-- HOW TO COMPLETE THIS TASK --
In the data below, which lines hold "ConfigError"? Copy every one.

───── DATA LISTING

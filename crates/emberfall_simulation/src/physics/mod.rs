//! Physics module
//!
//! Headless заглушка locomotion: velocity, gravity, плоский пол.

use bevy::prelude::*;

pub mod movement;

// Re-export основных типов
pub use movement::{drive_player_locomotion, integrate_velocity, Grounded};

use crate::CombatStep;

/// Locomotion Plugin: последний этап шага (после всех решений и урона)
pub struct LocomotionPlugin;

impl Plugin for LocomotionPlugin {
    fn build(&self, app: &mut App) {
        app.register_type::<Grounded>().add_systems(
            FixedUpdate,
            (drive_player_locomotion, integrate_velocity)
                .chain()
                .in_set(CombatStep::Motion),
        );
    }
}
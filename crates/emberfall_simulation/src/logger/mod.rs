//! Глобальный logger симуляции
//!
//! Простой sink: симуляция пишет строки через `log_*`, а host (headless бинарь,
//! движок, тесты) ставит свой `LogPrinter`. Timestamp добавляется здесь.

use once_cell::sync::Lazy;
use std::sync::{Mutex, MutexGuard, PoisonError};

// Один sink на процесс
static LOGGER: Lazy<Mutex<Option<Box<dyn LogPrinter>>>> = Lazy::new(|| Mutex::new(None));

static LOGGER_LEVEL: Lazy<Mutex<LogLevel>> = Lazy::new(|| Mutex::new(LogLevel::Debug));

/// Poisoned mutex не должен ронять gameplay: берём данные как есть
fn lock<T>(mutex: &Mutex<T>) -> MutexGuard<'_, T> {
    mutex.lock().unwrap_or_else(PoisonError::into_inner)
}

pub fn set_logger(logger: Box<dyn LogPrinter>) {
    *lock(&LOGGER) = Some(logger);
}

pub fn set_log_level(level: LogLevel) {
    *lock(&LOGGER_LEVEL) = level;
}

pub fn log_level() -> LogLevel {
    *lock(&LOGGER_LEVEL)
}

pub fn set_logger_if_needed(logger: Box<dyn LogPrinter>) {
    let mut guard = lock(&LOGGER);
    if guard.is_none() {
        *guard = Some(logger);
    }
}

#[derive(Debug, Clone, Copy, PartialEq, Eq, PartialOrd, Ord)]
pub enum LogLevel {
    Debug,
    Info,
    Warning,
    Error,
}

impl LogLevel {
    pub fn as_str(&self) -> &'static str {
        match self {
            LogLevel::Debug => "DEBUG",
            LogLevel::Info => "INFO",
            LogLevel::Warning => "WARNING",
            LogLevel::Error => "ERROR",
        }
    }
}

pub trait LogPrinter: Send + Sync {
    fn log(&self, level: LogLevel, message: &str);
}

pub fn log(message: &str) {
    log_with_level(LogLevel::Debug, message);
}

pub fn log_info(message: &str) {
    log_with_level(LogLevel::Info, message);
}

pub fn log_warning(message: &str) {
    log_with_level(LogLevel::Warning, message);
}

pub fn log_error(message: &str) {
    log_with_level(LogLevel::Error, message);
}

pub fn log_with_level(level: LogLevel, message: &str) {
    if level < log_level() {
        return;
    }

    if let Some(logger) = lock(&LOGGER).as_ref() {
        let timestamp = chrono::Local::now().format("%Y-%m-%d %H:%M:%S%.3f");
        logger.log(level, &format!("[{}] {}", timestamp, message));
    }
}

pub struct ConsoleLogger;

impl LogPrinter for ConsoleLogger {
    fn log(&self, level: LogLevel, message: &str) {
        match level {
            LogLevel::Warning | LogLevel::Error => eprintln!("[{}] {}", level.as_str(), message),
            _ => println!("[{}] {}", level.as_str(), message),
        }
    }
}

pub fn init_logger() {
    set_logger_if_needed(Box::new(ConsoleLogger));
}

#[cfg(test)]
mod tests {
    use super::*;

    #[test]
    fn test_log_level_ordering() {
        assert!(LogLevel::Debug < LogLevel::Info);
        assert!(LogLevel::Info < LogLevel::Warning);
        assert!(LogLevel::Warning < LogLevel::Error);
        assert_eq!(LogLevel::Warning.as_str(), "WARNING");
    }
}
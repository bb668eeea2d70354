//! Combat конфигурация (RON)
//!
//! Defaults в коде и `assets/config/combat.ron` должны совпадать (проверяется тестом).
//! Файл не обязателен: при ошибке чтения/парсинга: defaults + warning.

use bevy::prelude::*;
use serde::{Deserialize, Serialize};
use std::fs;
use std::path::{Path, PathBuf};
use thiserror::Error;

use crate::boss::BossTuning;
use crate::combat::DamageTuning;
use crate::logger;
use crate::player::PlayerTuning;

/// Путь по умолчанию (относительно crate root / рабочей директории)
pub const DEFAULT_CONFIG_PATH: &str = "assets/config/combat.ron";

#[derive(Debug, Error)]
pub enum ConfigError {
    #[error("failed to read {path}: {source}")]
    Io {
        path: PathBuf,
        #[source]
        source: std::io::Error,
    },
    #[error("failed to parse {path}: {source}")]
    Parse {
        path: PathBuf,
        #[source]
        source: ron::error::SpannedError,
    },
}

/// Headless locomotion (заглушка физики движка)
#[derive(Debug, Clone, Copy, PartialEq, Reflect, Serialize, Deserialize)]
#[serde(default)]
pub struct WorldTuning {
    /// units/sec²
    pub gravity: f32,
    /// Y пола (ниже не проваливаемся)
    pub ground_level: f32,
}

impl Default for WorldTuning {
    fn default() -> Self {
        Self {
            gravity: -20.0,
            ground_level: 0.0,
        }
    }
}

/// Вся combat конфигурация одной сцены
#[derive(Resource, Debug, Clone, PartialEq, Serialize, Deserialize)]
#[serde(default)]
pub struct CombatConfig {
    /// Частота fixed step (Hz)
    pub tick_rate_hz: f64,
    pub player_damage: DamageTuning,
    pub player: PlayerTuning,
    pub boss_damage: DamageTuning,
    pub boss: BossTuning,
    pub world: WorldTuning,
    /// Сцена главного меню (выход из Game Over, конец боя)
    pub menu_scene: String,
}

impl Default for CombatConfig {
    fn default() -> Self {
        Self {
            tick_rate_hz: 60.0,
            player_damage: DamageTuning::player(),
            player: PlayerTuning::default(),
            boss_damage: DamageTuning::boss(),
            boss: BossTuning::default(),
            world: WorldTuning::default(),
            menu_scene: "MainMenu".to_string(),
        }
    }
}

impl CombatConfig {
    pub fn from_ron_str(contents: &str, path: &Path) -> Result<Self, ConfigError> {
        ron::from_str(contents).map_err(|source| ConfigError::Parse {
            path: path.to_path_buf(),
            source,
        })
    }

    pub fn load_from_file(path: impl AsRef<Path>) -> Result<Self, ConfigError> {
        let path = path.as_ref();
        let contents = fs::read_to_string(path).map_err(|source| ConfigError::Io {
            path: path.to_path_buf(),
            source,
        })?;

        let config = Self::from_ron_str(&contents, path)?;
        logger::log_info(&format!("Loaded combat config from {:?}", path));
        Ok(config)
    }

    /// Загрузка с fallback на defaults (ошибка логируется, не пробрасывается)
    pub fn load_or_default(path: impl AsRef<Path>) -> Self {
        match Self::load_from_file(path) {
            Ok(config) => {
                config.log_range_warnings();
                config
            }
            Err(e) => {
                logger::log_warning(&format!("{}; using default combat config", e));
                Self::default()
            }
        }
    }

    /// Подозрительные соотношения дистанций босса: только warning, значения не трогаем
    pub fn log_range_warnings(&self) {
        for warning in self.boss.range_warnings() {
            logger::log_warning(&format!("Boss config: {}", warning));
        }
    }

    /// Длительность одного fixed step
    pub fn tick_duration(&self) -> std::time::Duration {
        let hz = if self.tick_rate_hz.is_finite() && self.tick_rate_hz > 0.0 {
            self.tick_rate_hz
        } else {
            60.0
        };
        std::time::Duration::from_secs_f64(1.0 / hz)
    }
}

#[cfg(test)]
mod tests {
    use super::*;

    #[test]
    fn test_defaults_match_bundled_tuning() {
        let config = CombatConfig::default();
        assert_eq!(config.player_damage.max_health, 100.0);
        assert_eq!(config.player_damage.invincibility_duration, 1.5);
        assert_eq!(config.player.attack_damage, 30.0);
        assert_eq!(config.boss_damage.max_health, 1000.0);
        assert_eq!(config.boss.lifetime_limit, 180.0);
        assert_eq!(config.boss.attack_range, 2.0);
    }

    #[test]
    fn test_partial_ron_keeps_defaults() {
        let config = CombatConfig::from_ron_str(
            "(menu_scene: \"Title\", boss: (attack_range: 3.0))",
            Path::new("inline.ron"),
        )
        .expect("partial config should parse");

        assert_eq!(config.menu_scene, "Title");
        assert_eq!(config.boss.attack_range, 3.0);
        assert_eq!(config.boss.detection_range, 10.0);
        assert_eq!(config.player.attack_cooldown, 0.5);
    }

    #[test]
    fn test_parse_error_is_reported() {
        let err = CombatConfig::from_ron_str("(tick_rate_hz: \"fast\")", Path::new("bad.ron"))
            .expect_err("string is not a number");
        assert!(matches!(err, ConfigError::Parse { .. }));
        assert!(err.to_string().contains("bad.ron"));
    }

    #[test]
    fn test_missing_file_falls_back() {
        let config = CombatConfig::load_or_default("definitely/not/here.ron");
        assert_eq!(config, CombatConfig::default());
    }

    #[test]
    fn test_bundled_config_matches_defaults() {
        let path = Path::new(env!("CARGO_MANIFEST_DIR")).join(DEFAULT_CONFIG_PATH);
        let config = CombatConfig::load_from_file(&path).expect("bundled config is valid");
        assert_eq!(config, CombatConfig::default());
        assert!(config.boss.range_warnings().is_empty());
    }
}
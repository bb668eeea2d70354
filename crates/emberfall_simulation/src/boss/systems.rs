//! Boss systems: FSM tick, применение эффектов, внешние запросы

use bevy::prelude::*;

use super::{BossCombatant, BossEffect};
use crate::combat::hitbox::planar;
use crate::combat::{DamageModel, Dead, DeathCause, EntityDied, HealthChanged};
use crate::components::{Facing, Hurtbox, TrackedTarget, Velocity};
use crate::config::CombatConfig;
use crate::events::{
    BossResetRequested, DamageRequest, HitReactionFinished, PresentationSignal, SceneChangeRequested,
    VictoryDialogClosed,
};
use crate::logger;

/// Система: один шаг FSM каждого босса
///
/// Позиция цели читается через TrackedTarget (read-only). Нет цели или
/// entity цели пропал → `None`, босс стоит.
pub fn tick_bosses(
    time: Res<Time>,
    mut bosses: Query<(&mut BossCombatant, &mut DamageModel, &Transform, &TrackedTarget)>,
    targets: Query<&Transform>,
) {
    let delta = time.delta_secs();

    for (mut boss, mut model, transform, tracked) in bosses.iter_mut() {
        let target_position = tracked
            .0
            .and_then(|target| targets.get(target).ok())
            .map(planar);

        boss.tick(&mut model, planar(transform), target_position, delta);
    }
}

/// Система: outbox BossEffect → мир
///
/// Стоит дважды за шаг: сразу после FSM (удар доходит до DamageRequest в том же
/// шаге) и после применения урона (цепочка смерти, hit реакция).
pub fn apply_boss_effects(
    mut commands: Commands,
    config: Res<CombatConfig>,
    mut bosses: Query<(
        Entity,
        &mut BossCombatant,
        &DamageModel,
        &Transform,
        &TrackedTarget,
        &mut Velocity,
        &mut Facing,
        &mut Hurtbox,
    )>,
    mut damage_requests: EventWriter<DamageRequest>,
    mut died_events: EventWriter<EntityDied>,
    mut health_events: EventWriter<HealthChanged>,
    mut signals: EventWriter<PresentationSignal>,
    mut scene_requests: EventWriter<SceneChangeRequested>,
) {
    for (entity, mut boss, model, transform, tracked, mut velocity, mut facing, mut hurtbox) in bosses.iter_mut() {
        for effect in boss.drain_effects() {
            match effect {
                BossEffect::SetHorizontalVelocity(velocity_x) => {
                    velocity.0.x = velocity_x;
                }
                BossEffect::FaceToward(target_x) => {
                    facing.face_toward(planar(transform).x, target_x);
                }
                BossEffect::Strike { target_in_range, damage } => {
                    let Some(target) = tracked.0 else {
                        continue;
                    };
                    if !target_in_range || damage <= 0.0 {
                        continue;
                    }
                    logger::log(&format!("Boss {:?} strikes {:?} for {}", entity, target, damage));
                    damage_requests.write(DamageRequest {
                        target,
                        attacker: Some(entity),
                        amount: damage,
                        source_position: Some(planar(transform)),
                    });
                }
                BossEffect::Signal(cue) => {
                    signals.write(PresentationSignal::new(entity, cue));
                }
                BossEffect::Died(cause) => {
                    velocity.0 = Vec2::ZERO;
                    hurtbox.enabled = false;
                    commands.entity(entity).insert(Dead);

                    // Смерть от урона уже объявлена в apply_damage_requests
                    if cause == DeathCause::Lifetime {
                        died_events.write(EntityDied {
                            entity,
                            killer: None,
                            cause,
                        });
                    }
                    logger::log_info(&format!("Boss {:?} died ({:?})", entity, cause));
                }
                BossEffect::Revived => {
                    velocity.0 = Vec2::ZERO;
                    hurtbox.enabled = true;
                    commands.entity(entity).remove::<Dead>();
                    health_events.write(HealthChanged {
                        entity,
                        current: model.health,
                        max: model.max_health,
                    });
                    logger::log_info(&format!("Boss {:?} reset", entity));
                }
                BossEffect::RequestMenu => {
                    logger::log_info(&format!("Boss fight over, loading {}", config.menu_scene));
                    scene_requests.write(SceneChangeRequested {
                        scene: config.menu_scene.clone(),
                    });
                }
            }
        }
    }
}

/// Система: внешние запросы к боссу (animation callback, диалог, reset)
pub fn handle_boss_requests(
    mut hit_finished: EventReader<HitReactionFinished>,
    mut dialog_closed: EventReader<VictoryDialogClosed>,
    mut reset_requests: EventReader<BossResetRequested>,
    mut bosses: Query<(&mut BossCombatant, &mut DamageModel)>,
) {
    for event in hit_finished.read() {
        if let Ok((mut boss, _)) = bosses.get_mut(event.entity) {
            boss.end_hit_reaction();
        }
    }

    for event in dialog_closed.read() {
        match bosses.get_mut(event.boss) {
            Ok((mut boss, _)) => {
                if boss.on_victory_dialog_closed() {
                    logger::log(&format!("Victory dialog closed for {:?}", event.boss));
                }
            }
            Err(_) => logger::log_warning(&format!("Victory dialog closed for unknown boss {:?}", event.boss)),
        }
    }

    for event in reset_requests.read() {
        if let Ok((mut boss, mut model)) = bosses.get_mut(event.entity) {
            boss.reset(&mut model);
        }
    }
}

──────────

-- TASK OUTPUT --
pub enum ConfigError {
    pub fn from_ron_str(contents: &str, path: &Path) -> Result<Self, ConfigError> {
        ron::from_str(contents).map_err(|source| ConfigError::Parse {
    pub fn load_from_file(path: impl AsRef<Path>) -> Result<Self, ConfigError> {
        let contents = fs::read_to_string(path).map_err(|source| ConfigError::Io {
        assert!(matches!(err, ConfigError::Parse { .. }));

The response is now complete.